Acute respiratory failure

Acute respiratory failure can be triggered by infections, aggravation of bronchospasm, pneumothorax, pulmonary thromboembolism, and administration of sedatives.

Hypoxemia and/or hypercapnia occur, associated with cyanosis, dyspnea, progressive tachypnea, abnormal ventilation movements, neurological symptoms, etc.

It is an emergency that requires hospital treatment with life support measures.
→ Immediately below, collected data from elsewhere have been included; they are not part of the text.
/////////////////////////////////////////////////////////////////////////////////////////////
//
// Defines numerical constants shared by the Green's function kernels and special functions.
//
// Created on: 15 Nov 2025     Author: Daniel Owen
//
// Copyright (c) 2025, Maptek Pty Ltd. All rights reserved. Licensed under the MIT License.
//
/////////////////////////////////////////////////////////////////////////////////////////////

/// Euler-Mascheroni constant.
pub const EULER_GAMMA: f64 = 0.577_215_664_901_532_9;

/// `1 / sqrt(pi)`.
pub const INV_SQRT_PI: f64 = 0.564_189_583_547_756_3;

/// Default number of nodes in the spherical tension lookup table.
pub const DEFAULT_LOOKUP_SIZE: usize = 100_001;

/// Mean radius of the Earth in km, used to convert arcs into lengths.
pub const EARTH_RADIUS_KM: f64 = 6371.008_771_4;

/// Flattening of the WGS-84 ellipsoid.
pub const WGS84_FLATTENING: f64 = 1.0 / 298.257_223_563;

/// Latitudes closer than this to the equator are nudged off it before
/// the geocentric reduction, which is singular there.
pub(crate) const GEODESIC_MIN_LATITUDE: f64 = 1.0e-08;

/// Arguments below `-DILOG_DOMAIN_SLOP` are outside the dilogarithm's domain.
pub(crate) const DILOG_DOMAIN_SLOP: f64 = 1.0e-08;

/// Degree magnitude `|nu + 1/2|` above which the logarithmic Legendre series
/// is confined closer to `x = -1` to bound its cancellation.
pub(crate) const LEGENDRE_LOG_SCALE: f64 = 6.0;

/// Most terms summed by either hypergeometric series of the Legendre function.
pub(crate) const LEGENDRE_MAX_TERMS: usize = 10_000;

/// Shift `g` of the Lanczos approximation used by the complex digamma function.
pub(crate) const LANCZOS_G: f64 = 607.0 / 128.0;

/// Lanczos series coefficients matching [`LANCZOS_G`].
pub(crate) const LANCZOS_COEFFICIENTS: [f64; 15] = [
    0.99999999999999709182,
    57.156235665862923517,
    -59.597960355475491248,
    14.136097974741747174,
    -0.49191381609762019978,
    0.33994649984811888699e-4,
    0.46523628927048575665e-4,
    -0.98374475304879564677e-4,
    0.15808870322491248884e-3,
    -0.21026444172410488319e-3,
    0.21743961811521264320e-3,
    -0.16431810653676389022e-3,
    0.84418223983852743293e-4,
    -0.26190838401581408670e-4,
    0.36899182659531622704e-5,
];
Advice on Acute respiratory failure

  • The patient cannot drive and indeed he cannot go to the hospital driving.
  • The disease causing paroxysmal dyspnea prevents from driving, since the driver loses suddenly the control of the car, with the attendant risk of accident.
  • There are unexpected urgent situations originating dyspnea such as pneumothorax, and, since the patient is not warned, all he can do is park the car immediately in a safe area and ask for help.
  • Physicians should warn patients about the risk of some drugs to depress the respiratory center, particularly if they suffer an underlying pulmonary disease with breathlessness.
  • All pulmonary conditions associated with dyspnea prevent from driving, and the physician should inform patients about this, given the possibility of clinical recurrence.
  • The patient whose treatment can balance the ventilation function without dyspnea can drive provided the physician considers it appropriate and reports favorably for it.
  • If the patient learns to know his situation, knows how to control it in the start, and the treatment stabilizes the clinical progression, he can drive if his physician indicates it.
  • The driver starting with dyspnea should park the car as soon as possible without forcing driving, and follow the recommendations given to him by the physician for cases of dyspnea in his specific disease.
  • If he does not improve, he cannot go driving to the emergency room, but he will ask for help and will wait calm and resting, following the indications given by his physician in case of onset of dyspnea.
  • It is advisable that drivers who can suffer ventilatory function disorders due to their disease take inside the car, in a visible place, the physician’s report specifying the treatment and the recommendations, that facilitate care by emergency services.